No térreo, não nos tranquilizamos com o arrefecimento dos tremores e nos apressamos em ir para fora em busca de nossos colegas. Encontrando-nos com eles, descobrimos que as detonações que tínhamos usado para simular mais convincentemente uma erupção vulcânica haviam provocado efeitos colaterais mais graves do que prevíamos.
Fluidos superaquecidos começaram a vazar dos bolsões de magma atingidos, iniciando uma reação em cadeia e comprometendo toda a ilha. A energia elétrica fornecida pelos geradores geotérmicos tinha acabado e a lava aflorava em diversos lugares. Eram apenas as primeiras más notícias.
Corremos para o Carcará e o avistamos afastado do porto e inclinado. A princípio, pensamos que traidores estavam nos abandonando e levando consigo os espólios do resort, mas percebemos, com horror, que os marujos estavam em plena batalha com um inimigo feroz do qual tivemos apenas relances de sua aparência diabólica através das ondas.

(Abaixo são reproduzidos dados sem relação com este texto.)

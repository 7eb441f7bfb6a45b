//! Seed records
//!
//! The bootstrap collection comes from a static JSON resource (a URL or a
//! local file). When that fails the built-in list of eight records is used.

use std::path::PathBuf;
use std::time::Duration;

use thiserror::Error;
use tracing::{debug, warn};

use crate::models::{Book, Category};

/// Fetch timeout for remote seed resources
const FETCH_TIMEOUT: Duration = Duration::from_secs(10);

/// Errors fetching a seed resource; always recovered by the built-in list
#[derive(Error, Debug)]
pub enum SeedError {
    #[error("Seed request failed: {0}")]
    Http(#[from] reqwest::Error),

    #[error("Seed resource returned HTTP {0}")]
    Status(u16),

    #[error("Failed to read seed file {path:?}: {source}")]
    Io {
        path: PathBuf,
        #[source]
        source: std::io::Error,
    },

    #[error("Seed resource is not a record array: {0}")]
    Parse(#[from] serde_json::Error),
}

/// Where the bootstrap records come from
#[derive(Debug, Clone, PartialEq, Eq, Default)]
pub enum SeedSource {
    /// GET a JSON array over HTTP
    Url(String),
    /// Read a JSON array from disk
    File(PathBuf),
    /// The compiled-in list only
    #[default]
    Builtin,
}

/// Loads the seed set
#[derive(Debug, Clone, Default)]
pub struct SeedLoader {
    source: SeedSource,
}

impl SeedLoader {
    pub fn new(source: SeedSource) -> Self {
        Self { source }
    }

    pub fn source(&self) -> &SeedSource {
        &self.source
    }

    /// Fetch from the configured source, reporting failure
    pub async fn fetch(&self) -> Result<Vec<Book>, SeedError> {
        match &self.source {
            SeedSource::Url(url) => fetch_url(url).await,
            SeedSource::File(path) => {
                let content =
                    tokio::fs::read_to_string(path)
                        .await
                        .map_err(|source| SeedError::Io {
                            path: path.clone(),
                            source,
                        })?;
                Ok(serde_json::from_str(&content)?)
            }
            SeedSource::Builtin => Ok(builtin_seed()),
        }
    }

    /// Fetch, falling back to the built-in list on any failure
    pub async fn load(&self) -> Vec<Book> {
        match self.fetch().await {
            Ok(books) => {
                debug!("Loaded {} seed records from {:?}", books.len(), self.source);
                books
            }
            Err(e) => {
                warn!("Seed fetch failed, using built-in records: {}", e);
                builtin_seed()
            }
        }
    }
}

async fn fetch_url(url: &str) -> Result<Vec<Book>, SeedError> {
    let client = reqwest::Client::builder()
        .timeout(FETCH_TIMEOUT)
        .user_agent(concat!("bookshelf/", env!("CARGO_PKG_VERSION")))
        .build()?;

    let response = client.get(url).send().await?;

    if !response.status().is_success() {
        return Err(SeedError::Status(response.status().as_u16()));
    }

    let body = response.text().await?;
    Ok(serde_json::from_str(&body)?)
}

/// The hardcoded fallback seed, ids "1" through "8"
pub fn builtin_seed() -> Vec<Book> {
    let seed = [
        (
            "1",
            "The Great Gatsby",
            "F. Scott Fitzgerald",
            "1925",
            "9780743273565",
            "A classic American novel set in the Jazz Age, exploring themes of wealth, love, and the American Dream.",
            Category::Fiction,
        ),
        (
            "2",
            "A Brief History of Time",
            "Stephen Hawking",
            "1988",
            "9780553380163",
            "A landmark volume in science writing by one of the great minds of our time, exploring the universe and its mysteries.",
            Category::Science,
        ),
        (
            "3",
            "Sapiens: A Brief History of Humankind",
            "Yuval Noah Harari",
            "2011",
            "9780062316097",
            "An exploration of how Homo sapiens came to dominate the world, examining the cognitive, agricultural, and scientific revolutions.",
            Category::History,
        ),
        (
            "4",
            "Becoming",
            "Michelle Obama",
            "2018",
            "9781524763138",
            "An intimate memoir by the former First Lady, sharing her journey from childhood to the White House.",
            Category::Biography,
        ),
        (
            "5",
            "The Art of War",
            "Sun Tzu",
            "500 BC",
            "9781590309637",
            "An ancient Chinese military treatise that has influenced military thinking, business strategy, and beyond.",
            Category::Other,
        ),
        (
            "6",
            "1984",
            "George Orwell",
            "1949",
            "9780451524935",
            "A dystopian social science fiction novel that explores totalitarianism and surveillance.",
            Category::Fiction,
        ),
        (
            "7",
            "Cosmos",
            "Carl Sagan",
            "1980",
            "9780345539434",
            "A comprehensive exploration of the universe, from the smallest particles to the largest galaxies.",
            Category::Science,
        ),
        (
            "8",
            "The Diary of a Young Girl",
            "Anne Frank",
            "1947",
            "9780553577129",
            "The diary of a young Jewish girl hiding from the Nazis during World War II.",
            Category::Biography,
        ),
    ];

    seed.into_iter()
        .map(
            |(id, title, author, year, isbn, description, category)| Book {
                id: id.to_string(),
                title: title.to_string(),
                author: author.to_string(),
                year: Some(year.to_string()),
                isbn: Some(isbn.to_string()),
                description: Some(description.to_string()),
                category: Some(category),
                cover_image: None,
                status: None,
            },
        )
        .collect()
}

/// One-shot local HTTP responder for seed tests
#[cfg(test)]
pub(crate) mod test_http {
    use tokio::io::{AsyncReadExt, AsyncWriteExt};
    use tokio::net::TcpListener;
    use tokio::sync::oneshot;

    /// Answer the first request with `status` and `body`, returning the URL
    ///
    /// With a gate, the response is held back until the gate fires or its
    /// sender is dropped.
    pub(crate) async fn serve_once(
        status: u16,
        body: &str,
        gate: Option<oneshot::Receiver<()>>,
    ) -> String {
        let listener = TcpListener::bind("127.0.0.1:0").await.unwrap();
        let addr = listener.local_addr().unwrap();
        let body = body.to_string();

        tokio::spawn(async move {
            let (mut socket, _) = listener.accept().await.unwrap();
            let mut request = Vec::new();
            let mut buf = [0u8; 1024];
            while !request.windows(4).any(|w| w == b"\r\n\r\n") {
                let n = socket.read(&mut buf).await.unwrap();
                if n == 0 {
                    break;
                }
                request.extend_from_slice(&buf[..n]);
            }

            if let Some(gate) = gate {
                let _ = gate.await;
            }

            let response = format!(
                "HTTP/1.1 {} Test\r\nContent-Type: application/json\r\nContent-Length: {}\r\nConnection: close\r\n\r\n{}",
                status,
                body.len(),
                body
            );
            socket.write_all(response.as_bytes()).await.unwrap();
            let _ = socket.shutdown().await;
        });

        format!("http://{}/books.json", addr)
    }
}

#[cfg(test)]
mod tests {
    use super::test_http::serve_once;
    use super::*;
    use tempfile::TempDir;

    #[test]
    fn test_builtin_seed_shape() {
        let seed = builtin_seed();
        assert_eq!(seed.len(), 8);

        let ids: Vec<&str> = seed.iter().map(|b| b.id.as_str()).collect();
        assert_eq!(ids, ["1", "2", "3", "4", "5", "6", "7", "8"]);

        let art_of_war = &seed[4];
        assert_eq!(art_of_war.year.as_deref(), Some("500 BC"));
        assert_eq!(art_of_war.category, Some(Category::Other));
    }

    #[tokio::test]
    async fn test_builtin_source() {
        let loader = SeedLoader::default();
        assert_eq!(loader.fetch().await.unwrap(), builtin_seed());
    }

    #[tokio::test]
    async fn test_file_source() {
        let temp_dir = TempDir::new().unwrap();
        let path = temp_dir.path().join("books.json");
        std::fs::write(
            &path,
            r#"[{"id": "s1", "title": "Dune", "author": "Frank Herbert", "year": "1965", "category": "Fiction"}]"#,
        )
        .unwrap();

        let loader = SeedLoader::new(SeedSource::File(path));
        let books = loader.fetch().await.unwrap();
        assert_eq!(books.len(), 1);
        assert_eq!(books[0].title, "Dune");
        assert_eq!(books[0].category, Some(Category::Fiction));
    }

    #[tokio::test]
    async fn test_missing_file_falls_back() {
        let temp_dir = TempDir::new().unwrap();
        let loader = SeedLoader::new(SeedSource::File(temp_dir.path().join("absent.json")));

        assert!(matches!(loader.fetch().await, Err(SeedError::Io { .. })));
        assert_eq!(loader.load().await, builtin_seed());
    }

    #[tokio::test]
    async fn test_malformed_file_falls_back() {
        let temp_dir = TempDir::new().unwrap();
        let path = temp_dir.path().join("books.json");
        std::fs::write(&path, "<html>not found</html>").unwrap();

        let loader = SeedLoader::new(SeedSource::File(path));
        assert!(matches!(loader.fetch().await, Err(SeedError::Parse(_))));
        assert_eq!(loader.load().await.len(), 8);
    }

    #[tokio::test]
    async fn test_unreachable_url_falls_back() {
        // Port 9 (discard) is not expected to serve HTTP
        let loader = SeedLoader::new(SeedSource::Url("http://127.0.0.1:9/books.json".to_string()));
        assert!(loader.fetch().await.is_err());
        assert_eq!(loader.load().await, builtin_seed());
    }

    #[tokio::test]
    async fn test_url_source() {
        let url = serve_once(
            200,
            r#"[{"id": "s1", "title": "Dune", "author": "Frank Herbert", "year": 1965}]"#,
            None,
        )
        .await;

        let books = SeedLoader::new(SeedSource::Url(url)).fetch().await.unwrap();
        assert_eq!(books.len(), 1);
        assert_eq!(books[0].year.as_deref(), Some("1965"));
    }

    #[tokio::test]
    async fn test_error_status_falls_back() {
        let url = serve_once(404, "<html>not found</html>", None).await;
        let loader = SeedLoader::new(SeedSource::Url(url));
        assert!(matches!(loader.fetch().await, Err(SeedError::Status(404))));

        let url = serve_once(500, "[]", None).await;
        let loader = SeedLoader::new(SeedSource::Url(url));
        assert_eq!(loader.load().await, builtin_seed());
    }
}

Tive um arrepio fulminante ao ver aquilo. O que eu tinha avistado no observatório subaquático era muito maior do que imaginava. Era grande e poderoso o suficiente para segurar um navio inteiro e puxá-lo para as profundezas do oceano.

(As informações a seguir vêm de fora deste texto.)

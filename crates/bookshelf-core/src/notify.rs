//! Transient notifications
//!
//! A `Notifier` keeps an ordered queue of short messages. Each message may
//! carry a lifetime after which it removes itself; expiry timers run on the
//! ambient tokio runtime and are only cancelled by removing the notification.

use std::fmt;
use std::sync::atomic::{AtomicU64, Ordering};
use std::sync::{Arc, Weak};
use std::time::Duration;

use serde::{Deserialize, Serialize};
use tokio::runtime::Handle;
use tokio::sync::watch;
use tracing::debug;

use crate::models::Tone;

/// Severity of a notification
#[derive(Debug, Clone, Copy, PartialEq, Eq, Hash, Serialize, Deserialize)]
#[serde(rename_all = "lowercase")]
pub enum NotificationKind {
    Success,
    Error,
    Warning,
    Info,
}

impl NotificationKind {
    pub fn as_str(self) -> &'static str {
        match self {
            Self::Success => "success",
            Self::Error => "error",
            Self::Warning => "warning",
            Self::Info => "info",
        }
    }

    /// Lifetime used by the convenience entry points
    pub fn default_duration(self) -> Duration {
        match self {
            Self::Success => Duration::from_millis(3000),
            Self::Error => Duration::from_millis(5000),
            Self::Warning => Duration::from_millis(4000),
            Self::Info => Duration::from_millis(3000),
        }
    }

    pub fn icon(self) -> &'static str {
        match self {
            Self::Success => "check_circle",
            Self::Error => "error",
            Self::Warning => "warning",
            Self::Info => "info",
        }
    }

    pub fn tone(self) -> Tone {
        match self {
            Self::Success | Self::Info => Tone::Primary,
            Self::Warning => Tone::Accent,
            Self::Error => Tone::Warn,
        }
    }
}

impl fmt::Display for NotificationKind {
    fn fmt(&self, f: &mut fmt::Formatter<'_>) -> fmt::Result {
        f.write_str(self.as_str())
    }
}

#[derive(Debug, Clone, PartialEq, Eq, Serialize)]
pub struct Notification {
    pub id: u64,
    pub message: String,
    pub kind: NotificationKind,
    /// `None` means the notification stays until removed
    #[serde(
        rename = "durationMs",
        serialize_with = "serialize_millis",
        skip_serializing_if = "Option::is_none"
    )]
    pub duration: Option<Duration>,
}

fn serialize_millis<S: serde::Serializer>(
    duration: &Option<Duration>,
    serializer: S,
) -> Result<S::Ok, S::Error> {
    match duration {
        Some(d) => serializer.serialize_u64(d.as_millis() as u64),
        None => serializer.serialize_none(),
    }
}

struct Inner {
    queue: watch::Sender<Vec<Notification>>,
    next_id: AtomicU64,
}

impl Inner {
    fn remove(&self, id: u64) {
        self.queue.send_modify(|queue| queue.retain(|n| n.id != id));
    }
}

/// Ephemeral notification queue; clones share the same queue
#[derive(Clone)]
pub struct Notifier {
    inner: Arc<Inner>,
}

impl Default for Notifier {
    fn default() -> Self {
        Self::new()
    }
}

impl Notifier {
    pub fn new() -> Self {
        let (queue, _) = watch::channel(Vec::new());
        Self {
            inner: Arc::new(Inner {
                queue,
                next_id: AtomicU64::new(1),
            }),
        }
    }

    /// Live queue, oldest first
    pub fn observe(&self) -> watch::Receiver<Vec<Notification>> {
        self.inner.queue.subscribe()
    }

    pub fn snapshot(&self) -> Vec<Notification> {
        self.inner.queue.borrow().clone()
    }

    /// Append a notification, returning its id
    ///
    /// A non-zero `duration` schedules removal of this id once it elapses.
    pub fn push(
        &self,
        message: impl Into<String>,
        kind: NotificationKind,
        duration: Option<Duration>,
    ) -> u64 {
        let id = self.inner.next_id.fetch_add(1, Ordering::Relaxed);
        let duration = duration.filter(|d| !d.is_zero());

        let notification = Notification {
            id,
            message: message.into(),
            kind,
            duration,
        };
        self.inner
            .queue
            .send_modify(|queue| queue.push(notification));

        if let Some(duration) = duration {
            self.schedule_expiry(id, duration);
        }
        id
    }

    pub fn success(&self, message: impl Into<String>) -> u64 {
        self.push_default(message, NotificationKind::Success)
    }

    pub fn error(&self, message: impl Into<String>) -> u64 {
        self.push_default(message, NotificationKind::Error)
    }

    pub fn warning(&self, message: impl Into<String>) -> u64 {
        self.push_default(message, NotificationKind::Warning)
    }

    pub fn info(&self, message: impl Into<String>) -> u64 {
        self.push_default(message, NotificationKind::Info)
    }

    /// Remove by id; unknown ids are ignored
    pub fn remove(&self, id: u64) {
        self.inner.remove(id);
    }

    pub fn clear(&self) {
        self.inner.queue.send_modify(Vec::clear);
    }

    fn push_default(&self, message: impl Into<String>, kind: NotificationKind) -> u64 {
        self.push(message, kind, Some(kind.default_duration()))
    }

    fn schedule_expiry(&self, id: u64, duration: Duration) {
        let Ok(handle) = Handle::try_current() else {
            debug!("No runtime for expiry of notification {}, keeping it", id);
            return;
        };

        let inner: Weak<Inner> = Arc::downgrade(&self.inner);
        handle.spawn(async move {
            tokio::time::sleep(duration).await;
            if let Some(inner) = inner.upgrade() {
                inner.remove(id);
            }
        });
    }
}

impl fmt::Debug for Notifier {
    fn fmt(&self, f: &mut fmt::Formatter<'_>) -> fmt::Result {
        f.debug_struct("Notifier")
            .field("queue", &*self.inner.queue.borrow())
            .finish()
    }
}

Não ficamos para descobrir se o monstro estava satisfeito com o naufrágio ou se estava disposto a se arrastar pela praia em nosso encalço. Estando mortos todos aqueles que estavam a bordo, não havia ninguém para salvar além de nós mesmos.
Fugimos e nos organizamos no centro da ilha para discutirmos nossas chances e meios de ação. Como fator positivo, tínhamos suprimentos e uma infraestrutura que nos poderia ser útil, pelo menos enquanto a instabilidade sísmica e os focos de incêndio provocados pela lava não pusessem tudo a perder.
Como lado negativo, fora a terra rachando e fumegando, havia ao nosso redor uma trincheira de águas turbulentas habitada por uma criatura que não deixava passar nem uma canoa – mas uma simples garrafa não deve ser digna de sua atenção.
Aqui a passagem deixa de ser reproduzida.